I've found that when I run seff, it fails to report calculated values, e.g.:

Nodes: 1
Cores per node: 20
CPU Utilized: 00:00:00
CPU Efficiency: 0.00% of 1-11:49:40 core-walltime
Job Wall-clock time: 01:47:29
Memory Utilized: 0.00 MB (estimated maximum)
Memory Efficiency: 0.00% of 180.00 GB (180.00 GB/node)

Is there some plugin or setting that I need to enable?

Warmest regards,
Jason

--
Jason L. Simms, Ph.D., M.P.H.
Manager of Research and High-Performance Computing
XSEDE Campus Champion
Lafayette College
Information Technology Services
710 Sullivan Rd | Easton, PA 18042
Office: 112 Skillman Library
p: (610) 330-5632

Diego Zuccato

unread,
Sep 15, 2020, 4:15:07 AM9/15/20
to Slurm User Community List, Jason Simms
Il 10/09/20 22:19, Jason Simms ha scritto:

> I've found that when I run seff, it fails to report calculated values, e.g.:
I didn't know seff. Quite interesting.
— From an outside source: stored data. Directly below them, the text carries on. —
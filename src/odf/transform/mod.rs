//! Catalog-driven transformation from generic nodes to semantic elements.

pub mod builder;
pub mod properties;

pub use builder::TreeBuilder;
pub use properties::PropertyMapper;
Same problem detected.
I'm neither Perl nor Slurm expert so I'm quite sure there's a better way
to do it, but I "fixed" it by changing at line 66:
my $ncpus = $job->{'alloc_cpus'};
to
my $ncpus = $job->{'req_cpus'};

And at ~ line 106:
my $lmem = $step->{'stats'}{'rss_max'};
to:
my %hash = split /[,=]/, $step->{'stats'}{'tres_usage_in_max'};
my $lmem=$hash{'2'}/1024;

It seems to give meaningful results, for some value of "meaningful" :)
Corrections accepted.

HIH

--
Diego Zuccato
DIFA - Dip. di Fisica e Astronomia
Servizi Informatici
Alma Mater Studiorum - Università di Bologna
V.le Berti-Pichat 6/2 - 40127 Bologna - Italy
tel.: +39 051 20 95786

Diego Zuccato

unread,
Nov 9, 2020, 6:54:02 AM11/9/20
to Slurm User Community List, Jason Simms
Il 15/09/20 10:14, Diego Zuccato ha scritto:

Seems my corrections actually work only for single-node jobs.
In case of multi-node jobs, it only considers the memory used on one
node, hence understimates the real efficiency.
Someone more knowledgeable than me can spot the error?

TIA!

> I'm neither Perl nor Slurm expert so I'm quite sure there's a better way
> to do it, but I "fixed" it by changing at line 66:
> my $ncpus = $job->{'alloc_cpus'};
> to
> my $ncpus = $job->{'req_cpus'};
>
> And at ~ line 106:
> my $lmem = $step->{'stats'}{'rss_max'};
> to:
> my %hash = split /[,=]/, $step->{'stats'}{'tres_usage_in_max'};
> my $lmem=$hash{'2'}/1024;
>
> It seems to give meaningful results, for some value of "meaningful" :)
> Corrections accepted.

Diego Zuccato

unread,
Nov 17, 2020, 6:39:35 AM11/17/20
to Slurm User Community List
Il 09/11/20 12:53, Diego Zuccato ha scritto:

> Seems my corrections actually work only for single-node jobs.
> In case of multi-node jobs, it only considers the memory used on one
> node, hence understimates the real efficiency.
> Someone more knowledgeable than me can spot the error?Seems I managed to have it account for the memory on all the nodes.
See attached file.
The results seem quite meaningful and match the ones done by hand.
seff

Jason Simms

unread,
Nov 18, 2020, 9:16:25 AM11/18/20
to Slurm User Community List
Dear Diego,

A while back, I attempted to make some edits locally to see whether I could produce "better" results. Here is a comparison of the output of your latest version, and then mine:

[root@hpc bin]# seff 24567
Use of uninitialized value $hash{"2"} in division (/) at /bin/seff line 108, <DATA> line 602.
Use of uninitialized value $hash{"2"} in division (/) at /bin/seff line 108, <DATA> line 602.
Job ID: 24567
Cluster: hpc
User/Group: chuat/users
State: COMPLETED (exit code 0)
Nodes: 1
Cores per node: 4

CPU Utilized: 00:00:00
CPU Efficiency: 0.00% of 00:00:40 core-walltime
Memory Utilized: 1.24 MB (estimated maximum)
Memory Efficiency: 0.06% of 2.00 GB (2.00 GB/node)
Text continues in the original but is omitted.